I can imagine the absolute frustration of seeing one’s own sermons, so carefully prepared and nurtured, splashed through the pages of Time or Newsweek. “This is mine!” thunders the ego, not without reason. “I gave up income, security, and comfort to walk this path! If anyone’s face belongs on that cover, it’s mine!” I know such words well; I’ve had this internal dialogue with myself on more than one occasion over the years. Indeed, a desire for personal recognition was one of the original motivations that launched my expedition from the shores of conventional medical. But slowly, and not without significant discomfort, I’ve begun to let go of such desires.
Partially this has been due to the natural aging process, as I’m beginning to accept that I will never be president or cure cancer. But mostly it’s because I am beginning to understand what the sages have always known—that it ain’t about me, babe, as much as I hate this particular deduction. It’s about what I do with my time on earth, whom I touch, how I love. Because for all of our plans and dreams, the fact is that the recompense for living is as unpredictable as life itself. Some struggle and strive and make a vast difference on our planet, only to die in obscurity. Others are born on third base and go through life thinking they’ve hit a triple. This is nowhere more evident than in our field of integrative medicine, where a moment on Oprah trumps a decade in the laboratory, and an Ivy League degree confers a moniker of brilliance, no matter the actual grade point average.
So to comfort my dear acquaintance, and my own fragile ego, I would say this: Life appears to be not a mirror but a window. It will never disclose to us who might be the fairest of the fair or reflect back to us the true meaning of the long and convoluted thread that unravels as a result of our efforts. It will simply reveal to us where we must travel next, who still remains to be healed, what still requires our continued attention.

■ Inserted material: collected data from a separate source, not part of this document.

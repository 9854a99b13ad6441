//! Parallel bin merge reduction (KW).
//!
//! Reduces any proper coloring toward Δ+1 colors, the bound that always
//! suffices for a graph of maximum degree Δ.
//!
//! ## Algorithm
//!
//! 1. Graphs with fewer than `2·(Δ+1)` nodes go to [`NaiveReduction`],
//!    spawned as a single task
//! 2. Nodes are partitioned into color bins, first-seen order
//! 3. While there are more than Δ+1 bins:
//!    - split the bins into contiguous groups of `2·(Δ+1)`
//!    - merge every group on the worker pool: nodes of the later bins move
//!      first-fit into the first of the Δ+1 core bins holding none of
//!      their neighbors
//!    - concatenate the merged groups in order
//! 4. Each node takes its bin index as color
//!
//! Δ is the declared maximum degree clamped to the node count, see
//! [`Graph::color_bound`].
//!
//! A node only joins a core bin that holds none of its neighbors, so every
//! bin stays an independent set and the coloring stays proper throughout.
//! With an accurate Δ a node can be blocked by at most Δ core bins, so it
//! always finds a home and each round roughly halves the bin count.
//!
//! Nodes that find no core bin stay behind in their original bin (overflow)
//! for the next round. Running past `max_rounds` stops merging and lets the
//! naive reduction finish from the current (proper) bins. A round that fails
//! to lower the bin count does the same; graphs built by [`GraphBuilder`]
//! always carry a valid Δ, so that branch is a guard only.
//!
//! [`GraphBuilder`]: crate::types::GraphBuilder

use async_trait::async_trait;
use std::collections::HashMap;
use std::sync::Arc;
use tracing::{debug, info, warn};

use super::naive::NaiveReduction;
use super::pool::{Bin, MergePool};
use super::{Reduction, ReductionError};
use crate::config::ReductionConfig;
use crate::types::{Adjacency, Color, Graph, NodeId};

/// Parallel bin merge reduction.
#[derive(Debug, Clone, Copy, Default)]
pub struct KwReduction;

#[async_trait]
impl Reduction for KwReduction {
    fn name(&self) -> &'static str {
        "KW"
    }

    async fn reduce(&self, mut graph: Graph, config: &ReductionConfig) -> Result<Graph, ReductionError> {
        config.validate()?;
        if config.debug.trace {
            info!(graph = %graph.name(), pool_size = config.pool_size, "Starting KW reduction");
        }

        let core_len = graph.color_bound();
        let group_len = core_len.saturating_mul(2);

        if graph.len() < group_len {
            debug!(nodes = graph.len(), group_len, "graph too small to split, delegating");
            let config = config.clone();
            let naive = tokio::spawn(async move { NaiveReduction.reduce(graph, &config).await });
            return naive.await?;
        }

        let mut bins = color_bins(&graph);
        if bins.len() <= core_len {
            return Ok(graph);
        }

        let mut pool = MergePool::spawn(config.pool_size, Arc::new(graph.adjacency()), core_len);
        let mut round = 0;
        let mut stalled = false;

        while bins.len() > core_len {
            if round == config.max_rounds {
                warn!(round, bins = bins.len(), "round limit reached, falling back to naive");
                stalled = true;
                break;
            }
            round += 1;

            let before = bins.len();
            let groups = split_groups(bins, group_len);
            debug!(round, bins = before, groups = groups.len(), "merge round");
            bins = pool.run_round(groups).await?;

            // Unreachable while Δ is valid: the first group always shrinks.
            if bins.len() >= before {
                warn!(round, bins = bins.len(), "merge round made no progress, falling back to naive");
                stalled = true;
                break;
            }
        }
        pool.shutdown().await?;

        write_back(&mut graph, &bins);
        if stalled {
            NaiveReduction::recolor(&mut graph);
        }
        if config.debug.trace {
            info!(graph = %graph.name(), rounds = round, colors = graph.count_colors(), "KW reduction done");
        }
        Ok(graph)
    }
}

/// One bin per distinct color, in first-seen node order.
pub(crate) fn color_bins(graph: &Graph) -> Vec<Bin> {
    let mut index: HashMap<Color, usize> = HashMap::new();
    let mut bins: Vec<Bin> = Vec::new();
    for (id, node) in graph.node_ids().zip(graph.nodes()) {
        let slot = *index.entry(node.color()).or_insert_with(|| {
            bins.push(Vec::new());
            bins.len() - 1
        });
        bins[slot].push(id);
    }
    bins
}

/// Contiguous groups of `group_len` bins; the last may be shorter.
pub(crate) fn split_groups(bins: Vec<Bin>, group_len: usize) -> Vec<Vec<Bin>> {
    let mut groups = Vec::with_capacity(bins.len().div_ceil(group_len.max(1)));
    let mut rest = bins.into_iter().peekable();
    while rest.peek().is_some() {
        groups.push(rest.by_ref().take(group_len.max(1)).collect());
    }
    groups
}

/// Merge one group into its first `core_len` bins.
///
/// Returns the core bins followed by whatever could not be placed, each
/// leftover kept in the bin it came from.
pub(crate) fn merge_group(mut group: Vec<Bin>, core_len: usize, adjacency: &Adjacency) -> Vec<Bin> {
    if group.len() <= core_len {
        return group;
    }
    let later = group.split_off(core_len);
    let mut core = group;

    let mut owner: HashMap<NodeId, usize> = HashMap::new();
    for (slot, bin) in core.iter().enumerate() {
        owner.extend(bin.iter().map(|&n| (n, slot)));
    }

    let mut overflow = Vec::new();
    let mut blocked = vec![false; core_len];
    for bin in later {
        let mut left = Vec::new();
        for node in bin {
            blocked.fill(false);
            for n in adjacency.get(node.index()).map(Vec::as_slice).unwrap_or(&[]) {
                if let Some(&slot) = owner.get(n) {
                    blocked[slot] = true;
                }
            }
            match blocked.iter().position(|b| !b) {
                Some(slot) => {
                    core[slot].push(node);
                    owner.insert(node, slot);
                }
                None => left.push(node),
            }
        }
        if !left.is_empty() {
            overflow.push(left);
        }
    }

    core.extend(overflow);
    core
}

fn write_back(graph: &mut Graph, bins: &[Bin]) {
    let mut colors = graph.colors();
    for (color, bin) in bins.iter().enumerate() {
        for node in bin {
            colors[node.index()] = color;
        }
    }
    graph.apply_colors(&colors);
}

#[cfg(test)]
mod tests {
    use super::*;
    use crate::types::GraphBuilder;

    fn ids(raw: &[usize]) -> Bin {
        raw.iter().copied().map(NodeId::new).collect()
    }

    fn cycle(n: usize) -> Graph {
        let mut b = GraphBuilder::new(format!("cycle{n}"));
        let ids: Vec<_> = (0..n).map(|i| b.add_node(format!("v{i}"), 0).unwrap()).collect();
        for i in 0..n {
            b.add_edge(ids[i], ids[(i + 1) % n]).unwrap();
        }
        let mut g = b.build().unwrap();
        g.run_color_init();
        g
    }

    #[test]
    fn test_color_bins_first_seen_order() {
        let mut g = cycle(4);
        for (id, color) in g.node_ids().collect::<Vec<_>>().into_iter().zip([7, 3, 7, 3]) {
            g.set_color(id, color).unwrap();
        }
        assert_eq!(color_bins(&g), vec![ids(&[0, 2]), ids(&[1, 3])]);
    }

    #[test]
    fn test_split_groups_last_shorter() {
        let bins: Vec<Bin> = (0..7).map(|i| ids(&[i])).collect();
        let groups = split_groups(bins, 3);
        assert_eq!(groups.iter().map(Vec::len).collect::<Vec<_>>(), vec![3, 3, 1]);
        assert_eq!(groups[2], vec![ids(&[6])]);
    }

    #[test]
    fn test_merge_first_fit() {
        // Path 0-1-2-3, one bin per node, two core bins.
        let adjacency: Adjacency = vec![
            ids(&[1]),
            ids(&[0, 2]),
            ids(&[1, 3]),
            ids(&[2]),
        ];
        let merged = merge_group(
            vec![ids(&[0]), ids(&[1]), ids(&[2]), ids(&[3])],
            2,
            &adjacency,
        );
        // 2 is blocked by 1 only, lands in core 0; 3 is blocked by 2 in core 0.
        assert_eq!(merged, vec![ids(&[0, 2]), ids(&[1, 3])]);
    }

    #[test]
    fn test_merge_small_group_untouched() {
        let adjacency: Adjacency = vec![Vec::new(); 2];
        let group = vec![ids(&[0]), ids(&[1])];
        assert_eq!(merge_group(group.clone(), 2, &adjacency), group);
    }

    #[test]
    fn test_merge_keeps_overflow_in_original_bins() {
        // Triangle 0-1-2 plus isolated 3, core of two bins: node 2 fits nowhere.
        let adjacency: Adjacency = vec![ids(&[1, 2]), ids(&[0, 2]), ids(&[0, 1]), Vec::new()];
        let merged = merge_group(vec![ids(&[0]), ids(&[1]), ids(&[2, 3])], 2, &adjacency);
        assert_eq!(merged, vec![ids(&[0, 3]), ids(&[1]), ids(&[2])]);
    }

    #[tokio::test]
    async fn test_cycle_reduced_to_three() {
        let g = cycle(12);
        let out = KwReduction.reduce(g, &ReductionConfig::with_pool_size(2)).await.unwrap();
        assert!(out.is_safe());
        assert!(out.count_colors() <= 3);
    }

    #[tokio::test]
    async fn test_pool_size_does_not_change_result() {
        let a = KwReduction.reduce(cycle(30), &ReductionConfig::with_pool_size(1)).await.unwrap();
        let b = KwReduction.reduce(cycle(30), &ReductionConfig::with_pool_size(8)).await.unwrap();
        assert_eq!(a.colors(), b.colors());
    }

    #[tokio::test]
    async fn test_round_limit_falls_back() {
        let mut config = ReductionConfig::with_pool_size(2);
        config.max_rounds = 1;
        let out = KwReduction.reduce(cycle(40), &config).await.unwrap();
        assert!(out.is_safe());
        assert!(out.count_colors() <= 3);
    }

    #[tokio::test]
    async fn test_huge_declared_degree() {
        let text = r#"{
            "name": "loose",
            "max_degree": 18446744073709551615,
            "nodes": [
                { "name": "a", "color": 4, "neighbors": ["b"] },
                { "name": "b", "color": 9, "neighbors": ["a"] }
            ]
        }"#;
        let g = crate::parser::parse_str(text, false).unwrap();
        let out = KwReduction.reduce(g, &ReductionConfig::with_pool_size(2)).await.unwrap();
        assert!(out.is_safe());
        assert_eq!(out.colors(), vec![4, 9]);
    }

    #[tokio::test]
    async fn test_invalid_config_rejected() {
        let result = KwReduction.reduce(cycle(12), &ReductionConfig::with_pool_size(0)).await;
        assert!(matches!(result, Err(ReductionError::InvalidConfig(_))));
    }
}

Yes, I still long for the kudos and cash that might come from seeing my face on a popular website or in the conference brochure between the pictures of the palm trees and the girl in the yoga pose. But reality continues to trip me up each time I meander down that particular path. I no sooner start than I find myself once more trudging towards the hospital or back at the computer keyboard trying to make sense of this irrational realm we call healing and healthcare. But every once in a while, I am awarded with a thank you card from a patient I have since forgotten or the thoughtful note spawned by my last editorial. And I remember that, for me, fame has been a drug without a disease, leading only towards addiction and abuse—and that, whenever I have tasted it, I have come out the worse for the experience. And somehow, in this thought, I find a sense of peace.